▶ [TASK ITEM]: In the records that follow, locate every line with "descent" and extract it.

▶ [ENTRIES SUPPLIED]:
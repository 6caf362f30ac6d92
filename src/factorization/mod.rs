//! Incremental matrix factorization (gradient-descent latent factors).
//!
//! [`IncrementalSvd`] learns K scalar features per user and per item,
//! one feature index at a time, by regularized gradient descent over
//! every known rating. Each feature trains until its own epoch stop
//! rule fires, then the running per-pair estimate is cached and the
//! next feature trains on top of it.

use crate::catalog::{clamp_rating, Catalog, User};
use crate::error::{Result, SugerirError};
use crate::traits::{Recommendation, Recommender};
use log::info;
use serde::{Deserialize, Serialize};
use std::collections::BTreeMap;
use std::fs;
use std::path::Path;

/// Trained latent features: per feature index, an entity id → weight
/// map for users and one for items.
///
/// Supports binary snapshotting so a long training run can be reused
/// across sessions.
#[derive(Debug, Clone, PartialEq, Serialize, Deserialize)]
pub struct LatentFactors {
    user_features: Vec<BTreeMap<u32, f32>>,
    item_features: Vec<BTreeMap<u32, f32>>,
    epoch_rmse: Vec<Vec<f32>>,
}

impl LatentFactors {
    /// Number of trained feature dimensions.
    #[must_use]
    pub fn n_features(&self) -> usize {
        self.user_features.len()
    }

    /// Trained weight of `feature` for a user, if known.
    #[must_use]
    pub fn user_feature(&self, feature: usize, user_id: u32) -> Option<f32> {
        self.user_features.get(feature)?.get(&user_id).copied()
    }

    /// Trained weight of `feature` for an item, if known.
    #[must_use]
    pub fn item_feature(&self, feature: usize, item_id: u32) -> Option<f32> {
        self.item_features.get(feature)?.get(&item_id).copied()
    }

    /// Per-feature, per-epoch training RMSE history.
    #[must_use]
    pub fn epoch_rmse(&self) -> &[Vec<f32>] {
        &self.epoch_rmse
    }

    /// Saves the model to a binary file.
    ///
    /// # Errors
    ///
    /// Returns an error if serialization or file writing fails.
    pub fn save<P: AsRef<Path>>(&self, path: P) -> Result<()> {
        let bytes = bincode::serialize(self)
            .map_err(|e| SugerirError::Serialization(e.to_string()))?;
        fs::write(path, bytes)?;
        Ok(())
    }

    /// Loads a model from a binary file.
    ///
    /// # Errors
    ///
    /// Returns an error if file reading or deserialization fails.
    pub fn load<P: AsRef<Path>>(path: P) -> Result<Self> {
        let bytes = fs::read(path)?;
        bincode::deserialize(&bytes).map_err(|e| SugerirError::Serialization(e.to_string()))
    }
}

/// Latent-factor CF via incremental (feature-at-a-time) factorization.
///
/// Defaults: 10 features seeded at 0.1, learning rate 0.001,
/// regularization 0.015, 50–100 epochs per feature with a 1e-4 RMSE
/// improvement cutoff.
///
/// # Examples
///
/// ```
/// use sugerir::catalog::{Catalog, Item, Rating, User};
/// use sugerir::factorization::IncrementalSvd;
/// use sugerir::traits::Recommender;
///
/// let mut catalog = Catalog::new();
/// catalog.add_item(Item::new(1, "A"));
/// let mut user = User::new(1, "U-1");
/// user.ratings_mut().add(Rating::new(1, 5.0));
/// catalog.add_user(user);
///
/// let mut engine = IncrementalSvd::new().with_n_features(2);
/// engine.set_data(catalog);
/// engine.precompute(true).expect("training succeeds");
///
/// let rating = engine.predict_rating(1, 1).expect("known pair");
/// assert!((1.0..=5.0).contains(&rating));
/// ```
#[derive(Debug)]
pub struct IncrementalSvd {
    n_features: usize,
    feature_init: f32,
    learning_rate: f32,
    regularization: f32,
    min_epochs: usize,
    max_epochs: usize,
    min_improvement: f32,
    catalog: Catalog,
    model: Option<LatentFactors>,
}

impl Default for IncrementalSvd {
    fn default() -> Self {
        Self::new()
    }
}

impl IncrementalSvd {
    /// Creates an engine with the default hyperparameters.
    #[must_use]
    pub fn new() -> Self {
        Self {
            n_features: 10,
            feature_init: 0.1,
            learning_rate: 0.001,
            regularization: 0.015,
            min_epochs: 50,
            max_epochs: 100,
            min_improvement: 0.0001,
            catalog: Catalog::new(),
            model: None,
        }
    }

    /// Sets the number of latent features.
    #[must_use]
    pub fn with_n_features(mut self, n_features: usize) -> Self {
        self.n_features = n_features;
        self
    }

    /// Sets the gradient-descent learning rate.
    #[must_use]
    pub fn with_learning_rate(mut self, learning_rate: f32) -> Self {
        self.learning_rate = learning_rate;
        self
    }

    /// Sets the regularization constant.
    #[must_use]
    pub fn with_regularization(mut self, regularization: f32) -> Self {
        self.regularization = regularization;
        self
    }

    /// Sets the per-feature epoch bounds (minimum before the
    /// improvement cutoff applies, hard maximum).
    #[must_use]
    pub fn with_epoch_bounds(mut self, min_epochs: usize, max_epochs: usize) -> Self {
        self.min_epochs = min_epochs;
        self.max_epochs = max_epochs;
        self
    }

    /// Sets the RMSE improvement below which training stops.
    #[must_use]
    pub fn with_min_improvement(mut self, min_improvement: f32) -> Self {
        self.min_improvement = min_improvement;
        self
    }

    /// Borrows the trained model, if training has run.
    #[must_use]
    pub fn model(&self) -> Option<&LatentFactors> {
        self.model.as_ref()
    }

    /// Installs a previously trained (e.g. loaded) model.
    pub fn install(&mut self, model: LatentFactors) {
        self.model = Some(model);
    }

    fn validate(&self) -> Result<()> {
        if self.n_features == 0 {
            return Err(SugerirError::InvalidHyperparameter {
                param: "n_features".to_string(),
                value: "0".to_string(),
                constraint: "at least 1".to_string(),
            });
        }
        if self.learning_rate <= 0.0 {
            return Err(SugerirError::InvalidHyperparameter {
                param: "learning_rate".to_string(),
                value: self.learning_rate.to_string(),
                constraint: "> 0".to_string(),
            });
        }
        if self.max_epochs < self.min_epochs {
            return Err(SugerirError::InvalidHyperparameter {
                param: "max_epochs".to_string(),
                value: self.max_epochs.to_string(),
                constraint: format!(">= min_epochs ({})", self.min_epochs),
            });
        }
        Ok(())
    }

    fn train(&self) -> LatentFactors {
        let k = self.n_features;
        let seed = self.feature_init;

        let mut user_features: Vec<BTreeMap<u32, f32>> = (0..k)
            .map(|_| self.catalog.users().map(|u| (u.id(), seed)).collect())
            .collect();
        let mut item_features: Vec<BTreeMap<u32, f32>> = (0..k)
            .map(|_| self.catalog.items().map(|i| (i.id(), seed)).collect())
            .collect();

        // Running estimate through the already-trained features, keyed
        // by (user, item); 0 stands for "not yet cached".
        let mut cache: BTreeMap<(u32, u32), f32> = BTreeMap::new();
        let mut epoch_rmse: Vec<Vec<f32>> = Vec::with_capacity(k);

        // The RMSE pair deliberately carries across features.
        let mut last_rmse = 2.0_f32;
        let mut rmse = 2.0_f32;

        for feature in 0..k {
            // Number of features above this one still at their seed
            // value; the trailing correction pretends they contribute
            // seed^2 each. For 1-based index i this is K - i - 1, which
            // reaches -1 on the final feature.
            let untrained = k as f32 - feature as f32 - 2.0;

            let mut history = Vec::new();
            let mut epoch = 0;
            while epoch < self.min_epochs || rmse <= last_rmse - self.min_improvement {
                last_rmse = rmse;
                let mut sq_error = 0.0_f32;
                let mut count = 0_usize;

                for user in self.catalog.users() {
                    let user_id = user.id();
                    for (item_id, actual) in user.ratings().iter() {
                        let cached = cache.get(&(user_id, item_id)).copied().unwrap_or(0.0);
                        let uv = user_features[feature][&user_id];
                        let iv = item_features[feature][&item_id];

                        let estimate = partial_estimate(cached, uv, iv, Some(untrained), seed);
                        let error = actual - estimate;
                        sq_error += error * error;

                        let lr = self.learning_rate;
                        let reg = self.regularization;
                        let user_slot = user_features[feature]
                            .get_mut(&user_id)
                            .expect("every catalog user is seeded");
                        *user_slot += lr * (error * iv - reg * uv);
                        let item_slot = item_features[feature]
                            .get_mut(&item_id)
                            .expect("every rated item exists in the catalog");
                        *item_slot += lr * (error * uv - reg * iv);
                        count += 1;
                    }
                }
                if count == 0 {
                    break;
                }

                epoch += 1;
                rmse = (sq_error / count as f32).sqrt();
                history.push(rmse);
                if epoch > self.max_epochs {
                    break;
                }
            }

            // Re-baseline the cache through this feature, without the
            // trailing correction.
            for user in self.catalog.users() {
                let user_id = user.id();
                for (item_id, _) in user.ratings().iter() {
                    let key = (user_id, item_id);
                    let cached = cache.get(&key).copied().unwrap_or(0.0);
                    let uv = user_features[feature][&user_id];
                    let iv = item_features[feature][&item_id];
                    cache.insert(key, partial_estimate(cached, uv, iv, None, seed));
                }
            }

            info!(
                "feature {}/{k} trained in {} epochs (rmse {rmse:.5})",
                feature + 1,
                history.len()
            );
            epoch_rmse.push(history);
        }

        LatentFactors {
            user_features,
            item_features,
            epoch_rmse,
        }
    }
}

/// Running estimate through one more feature: cached baseline (1 when
/// uncached) plus this feature's product, plus the optional trailing
/// correction for untrained features, clamped to the rating scale.
fn partial_estimate(cached: f32, uv: f32, iv: f32, untrained: Option<f32>, seed: f32) -> f32 {
    let mut rating = if cached != 0.0 { cached } else { 1.0 };
    rating += iv * uv;
    if let Some(untrained) = untrained {
        rating += untrained * (seed * seed);
    }
    clamp_rating(rating)
}

impl Recommender for IncrementalSvd {
    fn set_data(&mut self, catalog: Catalog) {
        self.catalog = catalog;
    }

    fn catalog(&self) -> &Catalog {
        &self.catalog
    }

    /// Trains the latent features. `force_recompute` is ignored: this
    /// engine has no similarity matrix to reload, so every precompute
    /// trains from the seeded state.
    fn precompute(&mut self, _force_recompute: bool) -> Result<()> {
        self.validate()?;
        self.model = Some(self.train());
        Ok(())
    }

    /// # Panics
    ///
    /// Panics if called before training completes; querying an
    /// untrained factorization is a programming error, not an
    /// "unavailable" answer.
    fn rating_for(&self, user: &User, item_id: u32) -> Option<f32> {
        let model = self
            .model
            .as_ref()
            .expect("IncrementalSvd queried before precompute; train the engine first");

        let mut rating = 1.0;
        for feature in 0..model.n_features() {
            let iv = model.item_feature(feature, item_id)?;
            let uv = model.user_feature(feature, user.id())?;
            rating = clamp_rating(rating + iv * uv);
        }
        Some(rating)
    }

    /// # Panics
    ///
    /// Panics if called before training completes, like
    /// [`rating_for`](Recommender::rating_for).
    fn recommendations_for(&self, user_id: u32, top_n: usize) -> Option<Vec<Recommendation>> {
        let user = self.catalog.user(user_id)?;
        let mut recommendations = Vec::new();
        for item in self.catalog.items() {
            if user.has_rated(item.id()) {
                continue;
            }
            if let Some(estimate) = self.rating_for(user, item.id()) {
                recommendations.push(Recommendation::new(item.id(), estimate));
            }
        }
        recommendations.sort_by(|a, b| {
            b.estimate
                .total_cmp(&a.estimate)
                .then(a.item_id.cmp(&b.item_id))
        });
        recommendations.truncate(top_n);
        Some(recommendations)
    }
}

▶ [RESPONSE FOR THIS EXERCISE]:
//! Incremental matrix factorization (gradient-descent latent factors).
//! one feature index at a time, by regularized gradient descent over
    /// Sets the gradient-descent learning rate.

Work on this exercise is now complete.